Finding Joy in the Faith of Others

When as the last time you found joy in the work of others? This may sound like a strange question, but it is often on mind when I read the Holy Scriptures. St Paul so often tells others that they bring him joy, it makes me wonder about today. Can we truly say that others bring us joy?

Brethren, you are our glory and joy. Therefore, when we could bear it no longer, we were willing to be left behind at Athens alone, and we sent Timothy, our brother and God’s servant in the gospel of Christ, to establish you in your faith and to exhort you, that no one be moved by these afflictions. You yourselves know that this is to be our lot. For when we were with you, we told you beforehand that we were to suffer affliction; just as it has come to pass, and as you know. For this reason, when I could bear it no longer, I sent that I might know your faith, for fear that somehow the tempter had tempted you and that our labor would be in vain. But now that Timothy has come to us from you, and has brought us the good news of your faith and love and reported that you always remember us kindly and long to see us, as we long to see you – for this reason, brethren, in all our distress and affliction we have been comforted about you through your faith; for now we live, if you stand fast in the Lord. – Thessalonians 2.20-3.8

I also of wonder about the difference between happiness and joy. It is easy to be happy in the efforts of others. We are happy when our home team wins the big game. We are happy when we can tell someone we ‘know’ someone famous. We may even be happy when our friends get that prestigious promotion at work, or at least we are happy for them. Do any of these really bring us joy?

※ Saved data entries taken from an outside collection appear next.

//! Pooled PostgreSQL access.
//!
//! [`Database`] hands out connections and transactions for the duration of
//! one unit of work. All three handles implement
//! [`QueryExecutor`](oxide_pg_core::executor::QueryExecutor), so the
//! builders and the catalog reader run against any of them.

use futures::future::BoxFuture;
use oxide_pg_core::error::{Result as SqlResult, SqlError};
use oxide_pg_core::executor::{QueryExecutor, Row};
use oxide_pg_core::prepared::FinalizedQuery;
use sqlx::pool::PoolConnection;
use sqlx::postgres::{PgPool, PgPoolOptions};
use sqlx::Postgres;
use tracing::{debug, warn};

use crate::codec::{bind_query, decode_row};
use crate::config::{DatabaseConfig, IsolationLevel};
use crate::error::Result;

async fn fetch_rows<'e, X>(executor: X, query: &FinalizedQuery) -> SqlResult<Vec<Row>>
where
    X: sqlx::Executor<'e, Database = Postgres>,
{
    debug!(sql = %query.text, "Executing SQL");
    let rows = bind_query(query)?
        .fetch_all(executor)
        .await
        .map_err(|e| SqlError::query_failed(query, e))?;
    rows.iter()
        .map(|row| decode_row(row).map_err(|e| SqlError::query_failed(query, e)))
        .collect()
}

async fn execute_query<'e, X>(executor: X, query: &FinalizedQuery) -> SqlResult<u64>
where
    X: sqlx::Executor<'e, Database = Postgres>,
{
    debug!(sql = %query.text, "Executing SQL");
    let done = bind_query(query)?
        .execute(executor)
        .await
        .map_err(|e| SqlError::query_failed(query, e))?;
    Ok(done.rows_affected())
}

/// A PostgreSQL connection pool.
#[derive(Debug, Clone)]
pub struct Database {
    pool: PgPool,
}

impl Database {
    /// Opens a pool with the given settings.
    pub async fn connect(config: &DatabaseConfig) -> Result<Self> {
        let pool = PgPoolOptions::new()
            .max_connections(config.max_connections)
            .acquire_timeout(config.acquire_timeout())
            .connect(&config.url)
            .await?;
        Ok(Self { pool })
    }

    /// Wraps an existing pool.
    #[must_use]
    pub const fn from_pool(pool: PgPool) -> Self {
        Self { pool }
    }

    /// The underlying pool.
    #[must_use]
    pub const fn pool(&self) -> &PgPool {
        &self.pool
    }

    /// Checks out one connection. It returns to the pool when dropped.
    pub async fn acquire(&self) -> Result<Client> {
        Ok(Client {
            conn: self.pool.acquire().await?,
        })
    }

    /// Starts a transaction at the given isolation level.
    ///
    /// Dropping the returned handle without committing rolls back.
    pub async fn begin(&self, isolation: IsolationLevel) -> Result<Transaction> {
        let mut tx = self.pool.begin().await?;
        let statement = format!("SET TRANSACTION ISOLATION LEVEL {}", isolation.as_sql());
        sqlx::query(&statement).execute(&mut *tx).await?;
        Ok(Transaction { tx })
    }

    /// Runs `f` with a checked-out connection and releases it afterwards.
    ///
    /// ```no_run
    /// # async fn demo(db: oxide_pg_migrate::database::Database) -> oxide_pg_migrate::error::Result<()> {
    /// use oxide_pg_core::prelude::*;
    ///
    /// let one = db
    ///     .with_client(|client| {
    ///         Box::pin(async move { Ok(client.fetch_all(&sql!("SELECT 1 AS one")?.finalize()).await?) })
    ///     })
    ///     .await?;
    /// assert_eq!(one.len(), 1);
    /// # Ok(())
    /// # }
    /// ```
    pub async fn with_client<T, F>(&self, f: F) -> Result<T>
    where
        T: Send,
        F: for<'c> FnOnce(&'c mut Client) -> BoxFuture<'c, Result<T>> + Send,
    {
        let mut client = self.acquire().await?;
        f(&mut client).await
    }

    /// Runs `f` inside one transaction.
    ///
    /// Commits when `f` succeeds. Otherwise rolls back and returns the error
    /// of `f` unchanged.
    pub async fn with_transaction<T, F>(&self, isolation: IsolationLevel, f: F) -> Result<T>
    where
        T: Send,
        F: for<'c> FnOnce(&'c mut Transaction) -> BoxFuture<'c, Result<T>> + Send,
    {
        let mut tx = self.begin(isolation).await?;
        match f(&mut tx).await {
            Ok(value) => {
                tx.commit().await?;
                Ok(value)
            }
            Err(err) => {
                if let Err(rollback) = tx.rollback().await {
                    warn!(error = %rollback, "Rollback failed");
                }
                Err(err)
            }
        }
    }
}

impl QueryExecutor for Database {
    async fn fetch_all(&mut self, query: &FinalizedQuery) -> SqlResult<Vec<Row>> {
        fetch_rows(&self.pool, query).await
    }

    async fn execute(&mut self, query: &FinalizedQuery) -> SqlResult<u64> {
        execute_query(&self.pool, query).await
    }
}

/// A connection checked out of a [`Database`].
pub struct Client {
    conn: PoolConnection<Postgres>,
}

impl QueryExecutor for Client {
    async fn fetch_all(&mut self, query: &FinalizedQuery) -> SqlResult<Vec<Row>> {
        fetch_rows(&mut *self.conn, query).await
    }

    async fn execute(&mut self, query: &FinalizedQuery) -> SqlResult<u64> {
        execute_query(&mut *self.conn, query).await
    }
}

/// An open transaction.
pub struct Transaction {
    tx: sqlx::Transaction<'static, Postgres>,
}

impl Transaction {
    /// Commits the transaction.
    pub async fn commit(self) -> Result<()> {
        self.tx.commit().await?;
        Ok(())
    }

    /// Rolls the transaction back.
    pub async fn rollback(self) -> Result<()> {
        self.tx.rollback().await?;
        Ok(())
    }
}

impl QueryExecutor for Transaction {
    async fn fetch_all(&mut self, query: &FinalizedQuery) -> SqlResult<Vec<Row>> {
        fetch_rows(&mut *self.tx, query).await
    }

    async fn execute(&mut self, query: &FinalizedQuery) -> SqlResult<u64> {
        execute_query(&mut *self.tx, query).await
    }
}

Joy is something that rests deep in our hearts without malice. Happiness can be thwarted by selfishness. We are happy for our friend but depressed we did not receive a similar promotion. We are happy to know someone famous but wonder when we will ever be discovered by the public. Joy brings us peace, not anxiety, and I think our world focuses too much on happiness rather than joy.

For St Paul, the strong faith of the Thessalonians brought him joy even in his suffering. He could not have been happy that he suffered, but the word of others’ strong faith brough him peace and comfort. He understood that his suffering was worth the peace he gained in their strong faith. He found joy in their faith.

Now think about your home parish. Are there people in your parish who excel in faith? I don’t mean, are then in Church every Sunday? I mean, are they examples to you and others that some suffering doesn’t distract them from being faithful to God? Does their faith bring you joy or anxiety? Does witnessing their faith cause you to be depressed that you aren’t strong in your struggles like they are in their struggles, or does their strength give you peace that it is indeed possible.

I think that is where we can find joy in the faith of others. Even in our weakness and suffering, we can find joy in knowing that it is possible to endure and not lose hope. Looking again at the exhortation of St Paul today, it was their faith that gave him the peace to endure his suffering with joy. I pray we can find that joy in the faith of our fellow parishioners. Afterall, we are united to them as much as we are united to Christ. At the very least, their faith can strengthen our faith just by being united to them, and inspired by them, rather than jealous of them.

Let’s go find joy in the faith of others today and eave happiness behind!